BEGIN DATA SECTION

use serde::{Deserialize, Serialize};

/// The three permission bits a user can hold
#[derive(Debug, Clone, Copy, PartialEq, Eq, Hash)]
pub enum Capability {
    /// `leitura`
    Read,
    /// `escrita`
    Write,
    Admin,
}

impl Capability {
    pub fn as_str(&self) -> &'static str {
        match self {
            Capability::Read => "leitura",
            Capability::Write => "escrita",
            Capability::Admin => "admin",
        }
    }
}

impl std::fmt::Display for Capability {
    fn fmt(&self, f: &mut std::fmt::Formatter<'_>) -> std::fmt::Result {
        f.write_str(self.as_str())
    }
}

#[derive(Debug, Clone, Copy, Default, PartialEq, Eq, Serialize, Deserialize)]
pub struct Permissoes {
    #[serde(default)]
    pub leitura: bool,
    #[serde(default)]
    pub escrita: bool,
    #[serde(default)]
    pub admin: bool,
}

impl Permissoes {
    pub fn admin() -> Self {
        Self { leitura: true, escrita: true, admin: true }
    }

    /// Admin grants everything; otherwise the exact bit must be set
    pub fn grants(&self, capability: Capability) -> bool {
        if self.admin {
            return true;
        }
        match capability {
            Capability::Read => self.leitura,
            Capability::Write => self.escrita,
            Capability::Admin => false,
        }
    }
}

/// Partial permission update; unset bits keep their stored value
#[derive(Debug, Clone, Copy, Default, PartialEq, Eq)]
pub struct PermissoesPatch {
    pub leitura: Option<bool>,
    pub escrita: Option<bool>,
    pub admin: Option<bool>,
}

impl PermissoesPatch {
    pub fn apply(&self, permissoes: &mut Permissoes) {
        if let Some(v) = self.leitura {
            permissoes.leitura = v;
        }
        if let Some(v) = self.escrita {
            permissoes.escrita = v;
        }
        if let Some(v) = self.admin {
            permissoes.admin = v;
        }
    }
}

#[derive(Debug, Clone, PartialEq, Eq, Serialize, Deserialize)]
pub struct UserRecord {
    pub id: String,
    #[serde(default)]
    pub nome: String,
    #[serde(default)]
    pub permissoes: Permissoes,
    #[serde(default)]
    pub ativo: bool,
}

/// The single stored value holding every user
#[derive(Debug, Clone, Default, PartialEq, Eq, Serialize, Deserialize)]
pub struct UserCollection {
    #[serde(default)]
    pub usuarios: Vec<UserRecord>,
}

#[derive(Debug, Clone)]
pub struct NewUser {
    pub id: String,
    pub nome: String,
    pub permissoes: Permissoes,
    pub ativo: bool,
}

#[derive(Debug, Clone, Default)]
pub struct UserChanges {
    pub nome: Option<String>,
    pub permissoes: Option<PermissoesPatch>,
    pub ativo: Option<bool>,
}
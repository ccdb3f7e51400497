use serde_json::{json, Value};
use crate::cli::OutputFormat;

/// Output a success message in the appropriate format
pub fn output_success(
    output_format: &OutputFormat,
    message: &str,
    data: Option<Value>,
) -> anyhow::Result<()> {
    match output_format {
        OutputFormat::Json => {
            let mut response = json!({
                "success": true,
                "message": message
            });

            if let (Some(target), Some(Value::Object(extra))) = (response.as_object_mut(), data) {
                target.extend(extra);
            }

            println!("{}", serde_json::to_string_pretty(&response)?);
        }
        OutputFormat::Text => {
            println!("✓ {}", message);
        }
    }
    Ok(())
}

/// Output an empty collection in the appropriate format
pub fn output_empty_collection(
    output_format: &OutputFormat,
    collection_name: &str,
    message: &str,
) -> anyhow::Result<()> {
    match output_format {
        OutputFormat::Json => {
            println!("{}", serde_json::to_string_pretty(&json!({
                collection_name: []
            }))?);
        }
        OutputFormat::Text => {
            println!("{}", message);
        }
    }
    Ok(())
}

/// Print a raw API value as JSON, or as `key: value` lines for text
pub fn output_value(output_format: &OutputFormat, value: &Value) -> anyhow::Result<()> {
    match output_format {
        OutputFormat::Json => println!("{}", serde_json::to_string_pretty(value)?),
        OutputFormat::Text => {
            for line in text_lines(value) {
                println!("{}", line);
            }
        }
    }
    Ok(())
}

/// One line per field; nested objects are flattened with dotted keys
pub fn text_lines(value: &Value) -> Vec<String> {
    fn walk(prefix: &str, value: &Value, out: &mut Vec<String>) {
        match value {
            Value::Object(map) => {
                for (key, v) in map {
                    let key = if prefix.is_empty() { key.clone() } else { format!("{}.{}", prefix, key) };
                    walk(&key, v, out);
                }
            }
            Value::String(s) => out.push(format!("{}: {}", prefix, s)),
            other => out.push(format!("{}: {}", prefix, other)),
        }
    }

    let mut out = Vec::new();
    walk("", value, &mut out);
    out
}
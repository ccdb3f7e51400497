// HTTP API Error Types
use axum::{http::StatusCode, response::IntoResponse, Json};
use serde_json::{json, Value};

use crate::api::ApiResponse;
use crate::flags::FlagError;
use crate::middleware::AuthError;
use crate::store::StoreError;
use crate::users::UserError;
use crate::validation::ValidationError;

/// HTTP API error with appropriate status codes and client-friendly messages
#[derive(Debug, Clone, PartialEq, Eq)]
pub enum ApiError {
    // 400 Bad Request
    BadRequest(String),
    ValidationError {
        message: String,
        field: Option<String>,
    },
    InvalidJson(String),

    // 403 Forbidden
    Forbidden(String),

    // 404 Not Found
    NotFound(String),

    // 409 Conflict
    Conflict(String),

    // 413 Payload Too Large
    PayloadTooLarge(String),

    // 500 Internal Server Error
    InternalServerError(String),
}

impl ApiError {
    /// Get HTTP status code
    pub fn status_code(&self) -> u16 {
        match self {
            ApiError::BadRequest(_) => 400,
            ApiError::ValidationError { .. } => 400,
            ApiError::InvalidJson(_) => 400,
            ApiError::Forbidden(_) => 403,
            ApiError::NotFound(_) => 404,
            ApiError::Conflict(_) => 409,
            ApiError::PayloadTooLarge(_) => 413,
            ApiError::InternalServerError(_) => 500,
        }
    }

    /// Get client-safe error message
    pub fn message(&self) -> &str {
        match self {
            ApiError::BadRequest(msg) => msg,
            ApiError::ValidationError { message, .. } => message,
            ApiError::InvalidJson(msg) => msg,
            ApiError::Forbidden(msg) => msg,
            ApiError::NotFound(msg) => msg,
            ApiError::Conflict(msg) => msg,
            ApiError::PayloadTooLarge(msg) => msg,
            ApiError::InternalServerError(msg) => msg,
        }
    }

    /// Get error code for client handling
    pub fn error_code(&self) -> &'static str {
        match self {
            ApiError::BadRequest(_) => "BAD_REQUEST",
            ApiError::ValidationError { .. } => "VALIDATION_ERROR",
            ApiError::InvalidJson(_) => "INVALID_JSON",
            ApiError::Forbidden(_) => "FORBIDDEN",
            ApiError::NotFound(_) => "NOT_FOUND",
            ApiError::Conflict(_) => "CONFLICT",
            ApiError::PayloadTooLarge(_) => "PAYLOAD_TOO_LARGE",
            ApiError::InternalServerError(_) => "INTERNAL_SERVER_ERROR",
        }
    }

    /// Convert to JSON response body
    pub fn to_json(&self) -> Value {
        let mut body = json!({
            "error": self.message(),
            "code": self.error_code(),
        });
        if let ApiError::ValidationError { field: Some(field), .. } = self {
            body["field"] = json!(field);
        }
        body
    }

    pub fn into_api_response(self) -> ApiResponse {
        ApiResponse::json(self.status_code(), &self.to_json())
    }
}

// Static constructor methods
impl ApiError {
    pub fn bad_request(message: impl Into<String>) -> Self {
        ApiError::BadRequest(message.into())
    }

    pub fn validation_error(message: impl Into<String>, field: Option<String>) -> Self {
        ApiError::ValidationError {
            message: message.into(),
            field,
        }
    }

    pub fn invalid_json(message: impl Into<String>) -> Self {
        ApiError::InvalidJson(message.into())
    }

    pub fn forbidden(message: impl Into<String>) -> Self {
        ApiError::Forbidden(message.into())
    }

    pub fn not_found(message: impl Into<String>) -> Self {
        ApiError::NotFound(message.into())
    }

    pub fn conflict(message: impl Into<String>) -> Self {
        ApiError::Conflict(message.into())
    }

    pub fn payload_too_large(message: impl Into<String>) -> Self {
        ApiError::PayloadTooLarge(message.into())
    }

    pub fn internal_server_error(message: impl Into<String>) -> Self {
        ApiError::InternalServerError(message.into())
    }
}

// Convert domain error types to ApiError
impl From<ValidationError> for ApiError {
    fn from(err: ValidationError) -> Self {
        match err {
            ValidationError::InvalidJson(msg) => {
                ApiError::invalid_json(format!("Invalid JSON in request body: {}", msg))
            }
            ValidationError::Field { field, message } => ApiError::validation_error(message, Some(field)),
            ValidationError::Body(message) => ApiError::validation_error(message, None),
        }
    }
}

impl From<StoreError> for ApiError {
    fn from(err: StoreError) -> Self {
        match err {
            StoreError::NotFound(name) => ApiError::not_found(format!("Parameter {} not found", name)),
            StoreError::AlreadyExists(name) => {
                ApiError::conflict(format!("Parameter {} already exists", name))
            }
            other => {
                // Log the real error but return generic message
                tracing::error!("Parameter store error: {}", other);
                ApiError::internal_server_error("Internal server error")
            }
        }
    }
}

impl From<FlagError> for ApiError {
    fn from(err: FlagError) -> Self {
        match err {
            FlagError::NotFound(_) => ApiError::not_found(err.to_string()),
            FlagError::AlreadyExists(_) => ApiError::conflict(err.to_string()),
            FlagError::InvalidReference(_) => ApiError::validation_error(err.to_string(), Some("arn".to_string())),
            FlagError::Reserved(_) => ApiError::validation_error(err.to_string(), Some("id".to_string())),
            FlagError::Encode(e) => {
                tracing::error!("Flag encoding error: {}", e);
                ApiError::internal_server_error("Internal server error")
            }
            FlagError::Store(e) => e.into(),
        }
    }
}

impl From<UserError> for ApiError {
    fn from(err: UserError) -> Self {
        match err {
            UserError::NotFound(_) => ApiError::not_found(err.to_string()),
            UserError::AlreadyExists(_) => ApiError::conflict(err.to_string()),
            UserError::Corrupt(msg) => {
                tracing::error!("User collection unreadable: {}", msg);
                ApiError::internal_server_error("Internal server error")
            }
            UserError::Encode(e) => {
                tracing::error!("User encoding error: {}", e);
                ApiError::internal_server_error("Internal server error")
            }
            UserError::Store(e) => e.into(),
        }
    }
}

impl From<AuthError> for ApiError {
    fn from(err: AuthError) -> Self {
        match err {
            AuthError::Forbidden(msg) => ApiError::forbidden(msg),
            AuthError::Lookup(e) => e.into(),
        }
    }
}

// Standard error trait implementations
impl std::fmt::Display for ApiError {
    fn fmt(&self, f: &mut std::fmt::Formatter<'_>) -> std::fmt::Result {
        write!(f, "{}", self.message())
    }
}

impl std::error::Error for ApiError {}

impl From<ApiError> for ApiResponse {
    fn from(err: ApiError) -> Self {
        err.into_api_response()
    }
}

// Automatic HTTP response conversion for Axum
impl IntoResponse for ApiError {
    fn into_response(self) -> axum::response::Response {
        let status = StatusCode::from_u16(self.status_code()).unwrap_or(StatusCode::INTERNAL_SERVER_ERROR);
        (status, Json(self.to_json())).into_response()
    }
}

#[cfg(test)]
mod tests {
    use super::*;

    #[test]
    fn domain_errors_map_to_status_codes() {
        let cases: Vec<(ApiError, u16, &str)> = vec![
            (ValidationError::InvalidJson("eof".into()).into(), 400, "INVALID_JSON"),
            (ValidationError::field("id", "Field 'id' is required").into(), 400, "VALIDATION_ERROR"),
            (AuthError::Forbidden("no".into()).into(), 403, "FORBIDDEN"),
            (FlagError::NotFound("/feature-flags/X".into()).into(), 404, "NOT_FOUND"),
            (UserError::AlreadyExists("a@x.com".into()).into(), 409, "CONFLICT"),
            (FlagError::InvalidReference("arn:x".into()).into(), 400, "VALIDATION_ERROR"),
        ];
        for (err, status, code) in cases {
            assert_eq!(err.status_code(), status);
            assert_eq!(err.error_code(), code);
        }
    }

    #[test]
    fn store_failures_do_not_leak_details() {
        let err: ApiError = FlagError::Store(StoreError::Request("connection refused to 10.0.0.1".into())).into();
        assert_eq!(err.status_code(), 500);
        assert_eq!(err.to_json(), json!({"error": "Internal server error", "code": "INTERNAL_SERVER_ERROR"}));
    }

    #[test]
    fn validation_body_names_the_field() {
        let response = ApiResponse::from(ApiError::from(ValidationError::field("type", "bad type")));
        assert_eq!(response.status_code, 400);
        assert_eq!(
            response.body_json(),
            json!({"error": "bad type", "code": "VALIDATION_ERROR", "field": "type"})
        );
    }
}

END DATA SECTION

What are the lines of the data above that include the string "Parameter"? Copy them.

            StoreError::NotFound(name) => ApiError::not_found(format!("Parameter {} not found", name)),
                ApiError::conflict(format!("Parameter {} already exists", name))
                tracing::error!("Parameter store error: {}", other);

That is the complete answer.